Saved data entries>
-- Opening Marker --
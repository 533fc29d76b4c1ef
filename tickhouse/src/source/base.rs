use std::future::Future;
use std::sync::Arc;

use tokio::sync::Notify;

use crate::error::TickResult;
use crate::types::{Record, RecordType};

/// What a replication run reads: a named live stream or an ad hoc query.
#[derive(Debug, Clone, PartialEq, Eq)]
pub enum ReplicationSpec {
    Stream(String),
    Query(String),
}

impl ReplicationSpec {
    /// A short description for logging.
    pub fn describe(&self) -> &str {
        match self {
            ReplicationSpec::Stream(name) => name,
            ReplicationSpec::Query(sql) => sql,
        }
    }
}

/// Outcome of one non-blocking cursor poll.
#[derive(Debug, Clone, PartialEq)]
pub enum CursorPoll {
    /// A record is available.
    Record(Record),
    /// No record right now; more may arrive.
    Pending,
    /// The source has no further records.
    Exhausted,
}

/// A provider of record schemas and cursors for one stream or query.
pub trait Source {
    type Cursor: Cursor + Send;

    /// Resolves the record types of the stream or query. The returned order
    /// defines the type indices records carry.
    fn record_types(
        &self,
        spec: &ReplicationSpec,
    ) -> impl Future<Output = TickResult<Vec<RecordType>>> + Send;

    /// Opens a cursor, optionally resuming from a timestamp: records strictly
    /// before `resume_timestamp` are skipped, records at or after it are
    /// replayed.
    fn open_cursor(
        &self,
        spec: &ReplicationSpec,
        resume_timestamp: Option<i64>,
    ) -> impl Future<Output = TickResult<Self::Cursor>> + Send;
}

/// A non-blocking record cursor.
pub trait Cursor {
    fn try_next(&mut self) -> TickResult<CursorPoll>;

    /// Notified when new data may be available after a `Pending` poll.
    fn data_available(&self) -> Arc<Notify>;
}
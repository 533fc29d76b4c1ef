use serde::{Deserialize, Serialize};

/// Configuration for supported record sources.
///
/// Specifies where the replicator reads record types and records from.
#[derive(Debug, Clone, Serialize, Deserialize)]
#[serde(rename_all = "snake_case")]
pub enum SourceConfig {
    /// In-memory source for ephemeral or test data.
    Memory,
    /// File-backed source reading a JSON schema file and newline-delimited
    /// JSON records.
    File {
        /// Path to the JSON file describing the record types.
        schema_path: String,
        /// Path to the newline-delimited JSON records file.
        records_path: String,
    },
}
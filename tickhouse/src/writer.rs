//! Row encoding and batching.
//!
//! A [`TableWriter`] owns one replication run's codecs: per record type, a
//! cached insert plan binding every flattened target column to a value path
//! inside the record (or to the column default when the type has no such
//! field). Encoding is synchronous and single-threaded; only [`flush`]
//! touches the target.
//!
//! [`flush`]: TableWriter::flush

use std::collections::{BTreeMap, HashMap};

use bigdecimal::BigDecimal;
use chrono::NaiveDate;
use tracing::debug;

use crate::bail;
use crate::error::{ErrorKind, TickError, TickResult};
use crate::schema::{FieldPath, Step, Terminal, TypeBinding, ValueRef};
use crate::target::TargetClient;
use crate::types::{
    clamp_timestamp, encode_decimal64, partition_date, Cell, ColumnKind, Record, Row, ScalarKind,
    TableDeclaration, TickValue, TypeIndex,
};

/// One column slot of a codec's insert plan.
#[derive(Debug, Clone)]
struct Slot {
    kind: ColumnKind,
    binding: Option<ValueRef>,
}

/// Cached per-type encoder bound to one table's filtered column plan.
#[derive(Debug)]
struct Codec {
    table: String,
    type_name: String,
    columns: Vec<String>,
    slots: Vec<Slot>,
    rows: Vec<Row>,
}

/// Encodes records into batched rows, one codec per record type.
#[derive(Debug)]
pub struct TableWriter {
    type_names: Vec<String>,
    bindings: Vec<TypeBinding>,
    tables: BTreeMap<String, TableDeclaration>,
    codecs: HashMap<TypeIndex, Codec>,
    row_count: usize,
    min_timestamp: Option<i64>,
    max_timestamp: Option<i64>,
    closed: bool,
}
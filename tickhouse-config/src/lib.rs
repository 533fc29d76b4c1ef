//! Configuration management for tick replication services.
//!
//! Provides environment detection, hierarchical configuration loading from
//! YAML files with environment variable overrides, secret handling, and the
//! shared configuration types consumed by the replicator binary.

mod environment;
mod load;
mod secret;
pub mod shared;

pub use environment::*;
pub use load::*;
pub use secret::*;
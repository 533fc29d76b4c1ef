use std::collections::HashMap;

use crate::types::RecordType;

/// Reserved type-table mapping key that routes every record type into a
/// single union table.
pub const ALL_TYPES: &str = "ALL_TYPES";

/// How resolved column names are built from source field descriptors.
#[derive(Debug, Clone, Copy, PartialEq, Eq)]
pub enum NamingScheme {
    /// `{simpleTypeName}_{fieldName}`.
    TypeAndName,
    /// The raw field name.
    Name,
    /// Field name plus a recursive datatype suffix.
    NameAndDatatype,
}

/// How existing target tables are treated when a replication run starts.
#[derive(Debug, Clone, Copy, PartialEq, Eq)]
pub enum WriteMode {
    /// Resume from the maximum already-replicated timestamp.
    Append,
    /// Drop and recreate the target tables.
    Rewrite,
}

/// Options steering schema translation and table routing.
#[derive(Debug, Clone)]
pub struct SchemaOptions {
    pub database: String,
    /// Base table name; per-type tables derive from it unless an explicit
    /// mapping overrides them.
    pub table: String,
    pub naming: NamingScheme,
    pub write_mode: WriteMode,
    pub include_partition_column: bool,
    /// Route each record type into its own table instead of one union table.
    pub split_by_type: bool,
    /// Explicit type name → table name overrides. The [`ALL_TYPES`] key
    /// routes every type into the named table.
    pub type_tables: HashMap<String, String>,
}

impl SchemaOptions {
    pub fn new(database: impl Into<String>, table: impl Into<String>) -> Self {
        Self {
            database: database.into(),
            table: table.into(),
            naming: NamingScheme::TypeAndName,
            write_mode: WriteMode::Append,
            include_partition_column: true,
            split_by_type: false,
            type_tables: HashMap::new(),
        }
    }

    pub fn with_naming(mut self, naming: NamingScheme) -> Self {
        self.naming = naming;
        self
    }

    pub fn with_write_mode(mut self, write_mode: WriteMode) -> Self {
        self.write_mode = write_mode;
        self
    }

    pub fn with_partition_column(mut self, include: bool) -> Self {
        self.include_partition_column = include;
        self
    }

    pub fn with_split_by_type(mut self, split: bool) -> Self {
        self.split_by_type = split;
        self
    }

    pub fn with_type_table(
        mut self,
        type_name: impl Into<String>,
        table: impl Into<String>,
    ) -> Self {
        self.type_tables.insert(type_name.into(), table.into());
        self
    }

    /// Resolves the target table name for one record type.
    ///
    /// Precedence: exact type mapping, then the [`ALL_TYPES`] mapping, then
    /// the base table (suffixed with the type's simple name when splitting
    /// by type).
    pub fn table_for(&self, record_type: &RecordType) -> String {
        if let Some(table) = self.type_tables.get(&record_type.name) {
            return table.clone();
        }
        if let Some(table) = self.type_tables.get(ALL_TYPES) {
            return table.clone();
        }
        if self.split_by_type {
            format!("{}_{}", self.table, record_type.simple_name())
        } else {
            self.table.clone()
        }
    }
}

#[cfg(test)]
mod tests {
    use super::*;
    use crate::types::RecordType;

    fn record_type(name: &str) -> RecordType {
        RecordType {
            name: name.to_string(),
            fields: vec![],
        }
    }

    #[test]
    fn test_table_for_precedence() {
        let options = SchemaOptions::new("ticks", "market_data")
            .with_split_by_type(true)
            .with_type_table("md.Trade", "trades_only");

        assert_eq!(options.table_for(&record_type("md.Trade")), "trades_only");
        assert_eq!(
            options.table_for(&record_type("md.Quote")),
            "market_data_Quote"
        );

        let unified = SchemaOptions::new("ticks", "market_data")
            .with_type_table(ALL_TYPES, "everything");
        assert_eq!(options.table_for(&record_type("md.Trade")), "trades_only");
        assert_eq!(unified.table_for(&record_type("md.Trade")), "everything");
    }

    #[test]
    fn test_table_for_union_default() {
        let options = SchemaOptions::new("ticks", "market_data");
        assert_eq!(options.table_for(&record_type("md.Quote")), "market_data");
    }
}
-- Closing Marker --
What you have to do> Go through the records and count every line with the word "plan"; the answer is the number alone.

Answer to this task> 3